I sighed with relief, then tried to turn it into some kind of offended gasp. “Why’d
you ask, then?”
“You seem hell-bent on putting the last nail in the coffin,” she said. “Nothing would get us in more trouble than being caught naked.”
“We wouldn’t get caught.”
“How can you say that?” She threw her wet arms wide in exasperation. Drops of water followed her fingertips, glinting in the sun. “We get caught every time we’re together.”
I clamped my hand over her mouth and whispered, “That’s because you’re yelling.”
She pulled my hand away and cupped it in both of hers. She studied it, squeezed it, ran her fingers up and down my fingers. Then she looked at me and said, “I’ve missed you.”
I let my head sink until my lips touched her hands, but my eyes never left her green eyes. Love hurt. Honesty made it hurt worse, and I could hardly stand it.
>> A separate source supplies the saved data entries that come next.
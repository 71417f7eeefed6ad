//! Kanban State Engine
//!
//! Owns the in-memory boards, the selection pointer and the contents of the
//! selected board. Every mutation updates memory first, then writes the
//! affected slots before returning. A failed write is reported to the
//! caller while the in-memory change is kept.

use log::{debug, info};

use crate::domain::{index_of, Board, Column, Id, IdGenerator, Task, DEFAULT_TASK_CONTENT};
use crate::reorder::{self, DragItem, DragPhase, Reordered};
use crate::storage::{SlotKey, SlotStore, StorageBackend, StoreResult};

/// Columns and tasks loaded from one board's slots
#[derive(Debug, Clone, PartialEq, Eq)]
pub struct BoardContents {
    pub board_id: Id,
    pub columns: Vec<Column>,
    pub tasks: Vec<Task>,
}

impl BoardContents {
    fn has_column(&self, column_id: &Id) -> bool {
        self.columns
            .iter()
            .any(|c| &c.id == column_id && c.belongs_to(&self.board_id))
    }
}

/// The board/column/task state engine
#[derive(Debug)]
pub struct Kanban<B> {
    store: SlotStore<B>,
    ids: IdGenerator,
    boards: Vec<Board>,
    selected: Option<Id>,
    open: Option<BoardContents>,
}

impl<B: StorageBackend> Kanban<B> {
    /// Load boards, selection and the selected board's contents
    pub fn load(backend: B) -> Self {
        let store = SlotStore::new(backend);
        let boards: Vec<Board> = store.load_vec(&SlotKey::Boards);
        let stored_selection = store.load::<Option<Id>>(&SlotKey::SelectedBoard).flatten();

        let mut ids = IdGenerator::new();
        ids.observe_all(boards.iter().map(|b| &b.id));

        let selected = match stored_selection {
            Some(id) if index_of(&boards, &id).is_some() => Some(id),
            Some(id) => {
                debug!("dropping selection of missing board {}", id);
                None
            }
            None => None,
        };

        let mut kanban = Self {
            store,
            ids,
            boards,
            selected: None,
            open: None,
        };
        if let Some(id) = selected {
            kanban.open_board(id);
        }
        info!("loaded {} boards", kanban.boards.len());
        kanban
    }

    pub fn store(&self) -> &SlotStore<B> {
        &self.store
    }

    // ========================
    // Snapshots
    // ========================

    pub fn boards(&self) -> &[Board] {
        &self.boards
    }

    pub fn board(&self, id: &Id) -> Option<&Board> {
        self.boards.iter().find(|b| &b.id == id)
    }

    pub fn selected_board_id(&self) -> Option<&Id> {
        self.selected.as_ref()
    }

    pub fn selected_board(&self) -> Option<&Board> {
        self.selected.as_ref().and_then(|id| self.board(id))
    }

    /// Contents of the selected board, if any
    pub fn contents(&self) -> Option<&BoardContents> {
        self.open.as_ref()
    }

    /// Full column collection of the selected board's slot
    pub fn columns(&self) -> &[Column] {
        self.open.as_ref().map(|c| c.columns.as_slice()).unwrap_or(&[])
    }

    /// Full task collection of the selected board's slot
    pub fn tasks(&self) -> &[Task] {
        self.open.as_ref().map(|c| c.tasks.as_slice()).unwrap_or(&[])
    }

    /// Columns owned by `board_id`, in order
    pub fn columns_of<'a>(&'a self, board_id: &'a Id) -> impl Iterator<Item = &'a Column> + 'a {
        self.columns().iter().filter(move |c| c.belongs_to(board_id))
    }

    /// Tasks in `column_id`, in order
    pub fn tasks_of<'a>(&'a self, column_id: &'a Id) -> impl Iterator<Item = &'a Task> + 'a {
        self.tasks().iter().filter(move |t| &t.column_id == column_id)
    }

    /// Tasks whose column is not part of the selected board
    pub fn orphaned_tasks(&self) -> Vec<&Task> {
        match &self.open {
            Some(open) => open.tasks.iter().filter(|t| !open.has_column(&t.column_id)).collect(),
            None => Vec::new(),
        }
    }

    // ========================
    // Selection
    // ========================

    /// Select an existing board and load its contents
    ///
    /// Returns `false` for unknown or already selected ids.
    pub fn select_board(&mut self, id: &Id) -> StoreResult<bool> {
        if self.board(id).is_none() || self.selected.as_ref() == Some(id) {
            return Ok(false);
        }
        self.open_board(id.clone());
        self.save_selection()?;
        Ok(true)
    }

    /// Deselect, showing no board
    pub fn clear_selection(&mut self) -> StoreResult<bool> {
        if self.selected.is_none() {
            return Ok(false);
        }
        self.selected = None;
        self.open = None;
        self.save_selection()?;
        Ok(true)
    }

    fn open_board(&mut self, id: Id) {
        let columns: Vec<Column> = self.store.load_vec(&SlotKey::Columns(id.clone()));
        let tasks: Vec<Task> = self.store.load_vec(&SlotKey::Tasks(id.clone()));
        self.ids.observe_all(columns.iter().map(|c| &c.id));
        self.ids.observe_all(tasks.iter().map(|t| &t.id));

        let contents = BoardContents { board_id: id.clone(), columns, tasks };
        let orphans = contents.tasks.iter().filter(|t| !contents.has_column(&t.column_id)).count();
        if orphans > 0 {
            debug!("board {} has {} tasks without a column", id, orphans);
        }
        debug!(
            "opened board {}: {} columns, {} tasks",
            id,
            contents.columns.len(),
            contents.tasks.len()
        );
        self.selected = Some(id);
        self.open = Some(contents);
    }

    fn save_selection(&self) -> StoreResult<()> {
        self.store.save(&SlotKey::SelectedBoard, &self.selected)
    }

    // ========================
    // Boards
    // ========================

    /// Append a board titled "Board N"
    pub fn create_board(&mut self) -> StoreResult<Board> {
        let board = Board::new(self.ids.next_id(), Board::default_title(self.boards.len() + 1));
        self.boards = self.boards.iter().cloned().chain(Some(board.clone())).collect();
        info!("created board {}", board.id);
        self.save_boards()?;
        Ok(board)
    }

    pub fn rename_board(&mut self, id: &Id, title: &str) -> StoreResult<bool> {
        if self.board(id).is_none() {
            return Ok(false);
        }
        self.boards = self
            .boards
            .iter()
            .map(|b| if &b.id == id { Board::new(id.clone(), title) } else { b.clone() })
            .collect();
        self.save_boards()?;
        Ok(true)
    }

    /// Delete a board together with its column and task slots
    ///
    /// When the selected board goes away the first remaining board is
    /// selected instead.
    pub fn delete_board(&mut self, id: &Id) -> StoreResult<bool> {
        if self.board(id).is_none() {
            return Ok(false);
        }
        self.boards = self.boards.iter().filter(|b| &b.id != id).cloned().collect();

        let was_selected = self.selected.as_ref() == Some(id);
        if was_selected {
            self.selected = None;
            self.open = None;
            if let Some(first) = self.boards.first().map(|b| b.id.clone()) {
                self.open_board(first);
            }
        }
        info!("deleted board {}", id);

        self.save_boards()?;
        self.store.clear(&SlotKey::Columns(id.clone()))?;
        self.store.clear(&SlotKey::Tasks(id.clone()))?;
        if was_selected {
            self.save_selection()?;
        }
        Ok(true)
    }

    /// Move `dragged` to the sidebar position held by `target`
    pub fn reorder_boards(&mut self, dragged: &Id, target: &Id) -> StoreResult<bool> {
        match reorder::reorder_by_id(&self.boards, dragged, target) {
            Some(boards) => {
                self.boards = boards;
                self.save_boards()?;
                Ok(true)
            }
            None => Ok(false),
        }
    }

    fn save_boards(&self) -> StoreResult<()> {
        self.store.save(&SlotKey::Boards, &self.boards)
    }

    // ========================
    // Columns
    // ========================

    /// Append a column titled "Column N" to the selected board
    ///
    /// `None` when no board is selected.
    pub fn create_column(&mut self) -> StoreResult<Option<Column>> {
        let Some(open) = &self.open else {
            return Ok(None);
        };
        let board_id = open.board_id.clone();
        let ordinal = open.columns.iter().filter(|c| c.belongs_to(&board_id)).count() + 1;
        let column = Column::new(&board_id, self.ids.next_id(), Column::default_title(ordinal));
        debug!("created column {}", column.id);

        let columns = self.columns().iter().cloned().chain(Some(column.clone())).collect();
        self.replace_columns(columns)?;
        Ok(Some(column))
    }

    pub fn rename_column(&mut self, id: &Id, title: &str) -> StoreResult<bool> {
        if index_of(self.columns(), id).is_none() {
            return Ok(false);
        }
        let columns = self
            .columns()
            .iter()
            .map(|c| {
                if &c.id == id {
                    Column { title: title.to_string(), ..c.clone() }
                } else {
                    c.clone()
                }
            })
            .collect();
        self.replace_columns(columns)?;
        Ok(true)
    }

    /// Delete a column and every task in it
    pub fn delete_column(&mut self, id: &Id) -> StoreResult<bool> {
        if index_of(self.columns(), id).is_none() {
            return Ok(false);
        }
        let columns = self.columns().iter().filter(|c| &c.id != id).cloned().collect();
        let tasks: Vec<Task> = self.tasks().iter().filter(|t| &t.column_id != id).cloned().collect();
        let removed = self.tasks().len() - tasks.len();
        debug!("deleted column {} with {} tasks", id, removed);

        self.replace_columns(columns)?;
        self.replace_tasks(tasks)?;
        Ok(true)
    }

    fn replace_columns(&mut self, columns: Vec<Column>) -> StoreResult<()> {
        let Some(open) = self.open.as_mut() else {
            return Ok(());
        };
        open.columns = columns;
        self.store.save(&SlotKey::Columns(open.board_id.clone()), &open.columns)
    }

    // ========================
    // Tasks
    // ========================

    /// Append a task to `column_id`
    ///
    /// `None` when the column is not part of the selected board.
    pub fn create_task(&mut self, column_id: &Id) -> StoreResult<Option<Task>> {
        match &self.open {
            Some(open) if open.has_column(column_id) => {}
            _ => return Ok(None),
        }
        let task = Task::new(self.ids.next_id(), column_id.clone(), DEFAULT_TASK_CONTENT);
        debug!("created task {} in {}", task.id, column_id);

        let tasks = self.tasks().iter().cloned().chain(Some(task.clone())).collect();
        self.replace_tasks(tasks)?;
        Ok(Some(task))
    }

    pub fn update_task(&mut self, id: &Id, content: &str) -> StoreResult<bool> {
        if index_of(self.tasks(), id).is_none() {
            return Ok(false);
        }
        let tasks = self
            .tasks()
            .iter()
            .map(|t| {
                if &t.id == id {
                    Task { content: content.to_string(), ..t.clone() }
                } else {
                    t.clone()
                }
            })
            .collect();
        self.replace_tasks(tasks)?;
        Ok(true)
    }

    pub fn delete_task(&mut self, id: &Id) -> StoreResult<bool> {
        if index_of(self.tasks(), id).is_none() {
            return Ok(false);
        }
        let tasks = self.tasks().iter().filter(|t| &t.id != id).cloned().collect();
        self.replace_tasks(tasks)?;
        Ok(true)
    }

    fn replace_tasks(&mut self, tasks: Vec<Task>) -> StoreResult<()> {
        let Some(open) = self.open.as_mut() else {
            return Ok(());
        };
        open.tasks = tasks;
        self.store.save(&SlotKey::Tasks(open.board_id.clone()), &open.tasks)
    }

    // ========================
    // Drag and drop
    // ========================

    /// Apply one step of a column or task drag on the selected board
    ///
    /// Returns whether anything moved; nothing is written otherwise.
    pub fn apply_drag(&mut self, dragged: &DragItem, target: &DragItem, phase: DragPhase) -> StoreResult<bool> {
        let Some(open) = &self.open else {
            return Ok(false);
        };
        match reorder::apply_drag(&open.columns, &open.tasks, dragged, target, phase) {
            Some(Reordered::Columns(columns)) => {
                debug!("moved column {} over {:?}", dragged.id(), target);
                self.replace_columns(columns)?;
                Ok(true)
            }
            Some(Reordered::Tasks(tasks)) => {
                debug!("moved task {} over {:?}", dragged.id(), target);
                self.replace_tasks(tasks)?;
                Ok(true)
            }
            None => Ok(false),
        }
    }
}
I scooted away from her in the sand and gazed at a few white clouds, purple on their undersides in the late afternoon, in the brilliant blue sky. “This is only happening because of twenty-first-century society,” I said. “Two hundred years ago, your dad would be glad to hand you over to me.”
“Would he, now.” She pushed me until I lay down on my back in the sand.
I thought she would kiss me again. If she did, I wasn’t sure I’d let her. It would be ridiculous and uncharacteristic of me to turn down a make-out session from her—not to mention reckless, since the way things were going, I might never get another chance. But the more we kissed, the harder I fell, and the more it hurt.
She only laid her head on my chest, her damp hair spilling onto the sand around us.
I put one hand in her hair and slowly stroked. “Yes, he would let me have you, because I would be the best hunter in the forest. I would keep you clothed and fed and safe. I would be quite the catch. Your dad would be so happy. He’d throw in a cow and a couple of chickens to sweeten the deal.”
“You may be right! The early eighteen hundreds were the heyday of the sixteen-year-old male with ADHD.” She smoothed her hand down my belly. “The world was your oyster.”